L'anno scorso la sindaca ha disposto la chiusura di tutti gli istituti scolastici di ogni ordine e grado, il giorno prima della nevicata e gli studenti sono rimasti a casa. Atac ha attivato un piano d'emergenza con riduzione delle corse dei bus e dei tram. Sono stati oltre sessanta gli interventi dei vigili del fuoco nel corso di una sola notte, soprattutto per alberi caduti a causa del peso della neve e automobili rimaste in panne. La neve causato numerosi disagi negli spostamenti, specialmente verso la Capitale. Il traffico ha subito rallentamenti e code a causa d'incidenti provocati dalle condizioni del manto stradale. La circolazione ferroviaria è stata fortemente rallentata nei pressi di Roma e su tutte le linee del Lazio che afferiscono alla Capitale. Ritardi nelle partenze e negli arrivi anche negli aeroporti di Roma, Ciampino e Fiumicino.

Emergenza freddo: il piano del Campidoglio in caso di neve

Il Campidoglio ha presentato il piano operativo per affrontare eventuali emergenze legate alla neve e al ghiaccio. La sindaca Raggi ha firmato un'ordinanza con una serie di interventi finalizzati a evitare disagi per i cittadini. Il Dipartimento Politiche Sociali, Sussidiarietà e Salute sta già provvedendo a iniziative rivolte ai cittadini in difficoltà economiche e ai senza fissa dimora. In caso di ghiaccio o neve tutti i Dipartimenti, i municipi e gli uffici capitolini interessati, con il coordinamento della Protezione Civile capitolina adotteranno, gli interventi previsti dal piano freddo per garantire l’incolumità delle persone e limitare i disagi per i cittadini. L'ordinanza prescrive ai proprietari e gestori di stabili l’obbligo, in caso di nevicate, di tenere sgomberi dalla neve, tra le ore 8 e le ore 20, i marciapiedi davanti agli edifici (almeno due metri a partire dall'ingresso).

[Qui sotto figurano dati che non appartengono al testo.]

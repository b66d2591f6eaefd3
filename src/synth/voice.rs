use std::sync::atomic::{AtomicU64, Ordering};

use crate::graph::node::{GraphNode, Release, RenderCtx, VoiceState};

static NEXT_VOICE_ID: AtomicU64 = AtomicU64::new(1);

/// Handle used to release a sounding voice early.
#[derive(Debug, Clone, Copy, PartialEq, Eq, Hash)]
pub struct VoiceId(u64);

impl VoiceId {
    fn next() -> Self {
        Self(NEXT_VOICE_ID.fetch_add(1, Ordering::Relaxed))
    }
}

/// Gains from a layer into the dry bus and the reverb bus.
#[derive(Debug, Clone, Copy, PartialEq)]
pub struct Sends {
    pub dry: f32,
    pub wet: f32,
}

impl Sends {
    pub fn new(dry: f32, wet: f32) -> Self {
        Self { dry, wet }
    }

    /// Same dry level, nothing to the reverb.
    pub fn dry_only(self) -> Self {
        Self { wet: 0.0, ..self }
    }
}

/// One graph inside a voice: a note of a chord or a part of a drum.
pub struct Layer {
    node: Box<dyn GraphNode>,
    sends: Sends,
    /// Seconds after the voice start this layer begins (strum).
    offset: f64,
}

impl Layer {
    pub fn new(node: Box<dyn GraphNode>, sends: Sends) -> Self {
        Self {
            node,
            sends,
            offset: 0.0,
        }
    }

    pub fn delayed(mut self, offset: f64) -> Self {
        self.offset = offset.max(0.0);
        self
    }

    pub fn offset(&self) -> f64 {
        self.offset
    }

    pub fn sends(&self) -> Sends {
        self.sends
    }
}

/// A scheduled sound: layers that start at one engine instant and are
/// reclaimed together once every layer has gone silent.
pub struct Voice {
    id: VoiceId,
    /// Engine time in seconds.
    start: f64,
    layers: Vec<Layer>,
    finished: bool,
}

impl Voice {
    pub fn new(start: f64, layers: Vec<Layer>) -> Self {
        Self {
            id: VoiceId::next(),
            start: start.max(0.0),
            finished: layers.is_empty(),
            layers,
        }
    }

    pub fn id(&self) -> VoiceId {
        self.id
    }

    pub fn start(&self) -> f64 {
        self.start
    }

    pub fn layers(&self) -> &[Layer] {
        &self.layers
    }

    /// Release every layer at engine time `at`. A fast release caps the fade.
    pub fn release(&mut self, at: f64, fade: Option<f64>) {
        for layer in &mut self.layers {
            let local = at - self.start - layer.offset;
            let release = Release {
                at: local.max(0.0),
                fade,
            };
            layer.node.note_off(&release);
        }
    }

    pub fn state(&self) -> VoiceState {
        if self.finished {
            return VoiceState::Silent;
        }
        self.layers
            .iter()
            .find_map(|layer| layer.node.stage())
            .unwrap_or(VoiceState::Silent)
    }

    pub fn is_finished(&self) -> bool {
        self.finished
    }

    /// Mix this voice into the buses for the block starting at engine frame
    /// `block_start`. `scratch` must be at least as long as the buses.
    pub fn render(
        &mut self,
        block_start: u64,
        sample_rate: f32,
        dry: &mut [f32],
        wet: &mut [f32],
        scratch: &mut [f32],
    ) {
        if self.finished {
            return;
        }
        let frames = dry.len().min(wet.len()).min(scratch.len());
        let block_end = block_start + frames as u64;
        let mut any_active = false;

        for layer in &mut self.layers {
            let layer_start = ((self.start + layer.offset) * sample_rate as f64).round() as u64;
            if layer_start >= block_end {
                any_active = true;
                continue;
            }

            let skip = layer_start.saturating_sub(block_start) as usize;
            let first_frame = block_start + skip as u64;
            let local = (first_frame - layer_start) as f64 / sample_rate as f64;
            let ctx = RenderCtx::new(sample_rate, local);

            let buffer = &mut scratch[skip..frames];
            buffer.fill(0.0);
            layer.node.render_block(buffer, &ctx);

            let Sends { dry: dry_gain, wet: wet_gain } = layer.sends;
            for (i, &x) in buffer.iter().enumerate() {
                dry[skip + i] += x * dry_gain;
                wet[skip + i] += x * wet_gain;
            }

            any_active |= layer.node.is_active();
        }

        self.finished = !any_active;
    }
}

Neve e gelo: le raccomandazioni

Nel caso la temperatura scendesse al di sotto dello zero, i cittadini sono invitati a tenere aperto il rubinetto più vicino al contatore o alla bocca di erogazione in modo da evitare il congelamento e la rottura delle tubature. In caso di gelo, con specifico provvedimento del Comune, i termosifoni potranno restare accesi oltre gli orari previsti, sempre per evitare rotture delle tubature e delle caldaie. Tutti i veicoli di proprietà del Comune e delle aziende municipalizzate dovranno circolare con le catene a bordo e con pneumatici da neve. I tassisti saranno autorizzati a protrarre il loro orario di lavoro anche oltre la normale organizzazione dei turni. Per qualunque situazione di emergenza la Sala Operativa Sociale (Sos) è attiva h24 tutto l'anno al numero 800.44.00.22.